The Mismeasure of Stimulus
An article in the St. Joe News highlights the accomplishments of federal stimulus dollars in Northwest Missouri:
Missouri’s 6th Congressional District, only two of whose 26 counties gave electoral majorities to President Obama, got more than $314 million last year from the federal economic stimulus program. […]
In Plattsburg, Mo., a $1 million stimulus grant is paired with a $4.3 million low-interest loan to help build a water treatment plant. “Those two things you can’t be upset about,” said City Manager D.J. Gehrt. “But it’s not as simple as getting $5.3 million and you can go out and start your project.”
The engineering plans were finished and submitted for review 13 months ago. But the reviews stalled while agencies pondered where the funding might flow. Further delays have come from setting up mechanisms to repay the debt incurred from the loan.
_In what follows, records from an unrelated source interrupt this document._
//! The player task: the one place session, clock, library and store meet
//!
//! Commands, clock ticks, transport callbacks, scan results and save
//! completions are all handled on a single tokio task, one at a time. File
//! I/O (sidecar writes, scans) runs on the blocking pool and reports back
//! through channels, so a slow disk never stalls a tick. Sidecar writes
//! additionally go through one ordered queue.

use crate::command::{CloseReport, PlayerCommand, PlayerSnapshot};
use crate::error::{PlayerError, PlayerResult};
use crate::handle::PlayerHandle;
use crate::writer::{self, Reply, SaveJob, SaveOutcome};
use lectern_config::PlayerConfig;
use lectern_core::{Book, BookKey, BookLocator, Event, PlaybackStatus, SessionState, Timestamp};
use lectern_library::LibraryManager;
use lectern_playback::{
    ClockService, ClockSettings, Dispatcher, GuardedTransport, PlaybackSession, SaveRequest,
    SessionSettings, Subscriber, Transport, TransportEvent,
};
use lectern_store::StateStore;
use log::{debug, error, info, warn};
use std::sync::Arc;
use std::time::Duration;
use tokio::sync::{mpsc, oneshot};
use tokio::task::JoinHandle;
use tokio::time::{self, MissedTickBehavior};

const COMMAND_QUEUE: usize = 64;

/// Owns the playback session and everything around it
pub struct Player {
    session: PlaybackSession,
    clock: ClockService,
    dispatcher: Dispatcher,
    library: LibraryManager,
    store: Arc<dyn StateStore>,
    default_volume: u8,
    flush_timeout: Duration,
    scanning: bool,
    commands: mpsc::Receiver<PlayerCommand>,
    transport_tx: mpsc::UnboundedSender<TransportEvent>,
    transport_rx: mpsc::UnboundedReceiver<TransportEvent>,
    scan_tx: mpsc::UnboundedSender<Vec<Book>>,
    scan_rx: mpsc::UnboundedReceiver<Vec<Book>>,
    jobs_tx: mpsc::UnboundedSender<SaveJob>,
    /// Handed to the writer task when the player starts running
    jobs_rx: Option<mpsc::UnboundedReceiver<SaveJob>>,
    save_tx: mpsc::UnboundedSender<SaveOutcome>,
    save_rx: mpsc::UnboundedReceiver<SaveOutcome>,
}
If all goes as planned, Mr. Gehrt said, the treatment plant will be completed in the summer of 2011, maybe a quicker timetable because of the stimulus money, but maybe not.
In the long run, he added, “it’s going to save the ratepayers in our service area a good amount of money.”
In St. Joseph, the stimulus program directed more than $31 million to recipients like the school district, Missouri Western State University, the Department of Transportation and Community Action Partnership.
Etc. No doubt some people are benefiting from the stimulus, but because government spending does not face a profit and loss test, there is no good way to determine which projects are worthwhile and which wasteful. The article also ignores all the things taxpayers and bond holders would have done with the money had it not been taxed away or loaned to the government — in other words, it only pays attention to the seen, but not to the unseen, effects of the spending. These recipients of stimulus funds would not have received the money to do what they’ve done, but that money would have been used instead to create something else, if it hadn’t been spent in the stimulus.
Furthermore, although the $314 million that the 6th district received may seem like a lot of money, it amounts to less per capita than the national average. During the last year, $334 billion in stimulus spending has been allocated with $119 billion going toward tax cuts and another $14 billion in individual benefits like additional unemployment insurance payments. That leaves $201 billion in spending projects awarded during the last year. According to Wikipedia, the population of Missouri’s 6th district is 621,690, and the estimated population of the United States is 308,705,000, which means that the district contains just barely more than 0.2 percent of the national population. Given that 0.2 percent of $201 billion is $402 million, the district falls under the national average for stimulus spending by $58 million dollars.
Maybe the 6th district’s underwhelming support for Obama during 2008 is in some way related to the underwhelming amount of stimulus funds it has received.